__What you are asked to do__. Only lines with the string "failures" are wanted. Pull them out of the data.

__Stored data entries__.
+ + + + + + +

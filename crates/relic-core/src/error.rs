//! Error types for the relic-core crate.
//!
//! Every engine operation returns `Result<_, ProgressionError>`. Validation
//! and precondition failures leave the state untouched and are always
//! recoverable; persistence failures mean the computed mutation was not
//! committed. Display strings are the player-facing messages.

use relic_store::StoreError;
use relic_types::RelicId;

use crate::calendar::CalendarError;

/// Broad class of a [`ProgressionError`].
#[derive(Debug, Clone, Copy, PartialEq, Eq)]
pub enum ErrorKind {
    /// The request itself is malformed (wrong ids, count, or level mix).
    Validation,
    /// The request is well formed but not allowed yet.
    Precondition,
    /// The save slot could not be written; nothing was committed.
    Persistence,
}

/// Errors returned by [`ProgressionEngine`](crate::engine::ProgressionEngine)
/// operations.
#[derive(Debug, thiserror::Error)]
pub enum ProgressionError {
    /// The claim cooldown has not elapsed.
    #[error("Too early to claim.")]
    ClaimTooEarly {
        /// Milliseconds left until the next claim is allowed.
        remaining_ms: i64,
    },

    /// The puzzle was submitted before it was solved.
    #[error("Puzzle not solved yet.")]
    PuzzleUnsolved,

    /// Fewer than two relics were selected for fusion.
    #[error("Select relics to upgrade.")]
    InsufficientInputs {
        /// Number of identifiers supplied.
        count: usize,
    },

    /// A selected identifier is not in the inventory, or was selected twice.
    #[error("Invalid relic selection.")]
    InvalidSelection {
        /// The offending identifier.
        id: RelicId,
    },

    /// The selected relics are not all the same level.
    #[error("Relics must be the same level.")]
    LevelMismatch,

    /// The selected relics are already at the maximum level.
    #[error("Max level reached.")]
    MaxLevelReached,

    /// The supplied timestamp cannot be mapped to a calendar day.
    #[error("invalid timestamp: {0}")]
    Calendar(#[from] CalendarError),

    /// Loading or saving the save slot failed.
    #[error("persistence failure: {0}")]
    Persistence(#[from] StoreError),
}

impl ProgressionError {
    /// Classify the error.
    pub const fn kind(&self) -> ErrorKind {
        match self {
            Self::ClaimTooEarly { .. } | Self::PuzzleUnsolved => ErrorKind::Precondition,
            Self::InsufficientInputs { .. }
            | Self::InvalidSelection { .. }
            | Self::LevelMismatch
            | Self::MaxLevelReached
            | Self::Calendar(_) => ErrorKind::Validation,
            Self::Persistence(_) => ErrorKind::Persistence,
        }
    }

    /// Whether the caller can simply retry or correct the request. Only
    /// persistence failures are not recoverable.
    pub const fn is_recoverable(&self) -> bool {
        !matches!(self.kind(), ErrorKind::Persistence)
    }
}

#[cfg(test)]
mod tests {
    use super::*;

    #[test]
    fn messages_are_player_facing() {
        let err = ProgressionError::ClaimTooEarly { remaining_ms: 5 };
        assert_eq!(err.to_string(), "Too early to claim.");
        assert_eq!(
            ProgressionError::LevelMismatch.to_string(),
            "Relics must be the same level."
        );
        assert_eq!(
            ProgressionError::MaxLevelReached.to_string(),
            "Max level reached."
        );
        assert_eq!(
            ProgressionError::InsufficientInputs { count: 1 }.to_string(),
            "Select relics to upgrade."
        );
        assert_eq!(
            ProgressionError::InvalidSelection { id: RelicId::new() }.to_string(),
            "Invalid relic selection."
        );
    }

    #[test]
    fn classification() {
        assert_eq!(
            ProgressionError::ClaimTooEarly { remaining_ms: 1 }.kind(),
            ErrorKind::Precondition
        );
        assert_eq!(ProgressionError::PuzzleUnsolved.kind(), ErrorKind::Precondition);
        assert_eq!(ProgressionError::LevelMismatch.kind(), ErrorKind::Validation);
        let persistence = ProgressionError::from(StoreError::Unavailable("offline".to_owned()));
        assert_eq!(persistence.kind(), ErrorKind::Persistence);
        assert!(!persistence.is_recoverable());
        assert!(ProgressionError::MaxLevelReached.is_recoverable());
    }
}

+ + + + + + +

__Exercise output__.
//! and precondition failures leave the state untouched and are always
//! recoverable; persistence failures mean the computed mutation was not
    /// persistence failures are not recoverable.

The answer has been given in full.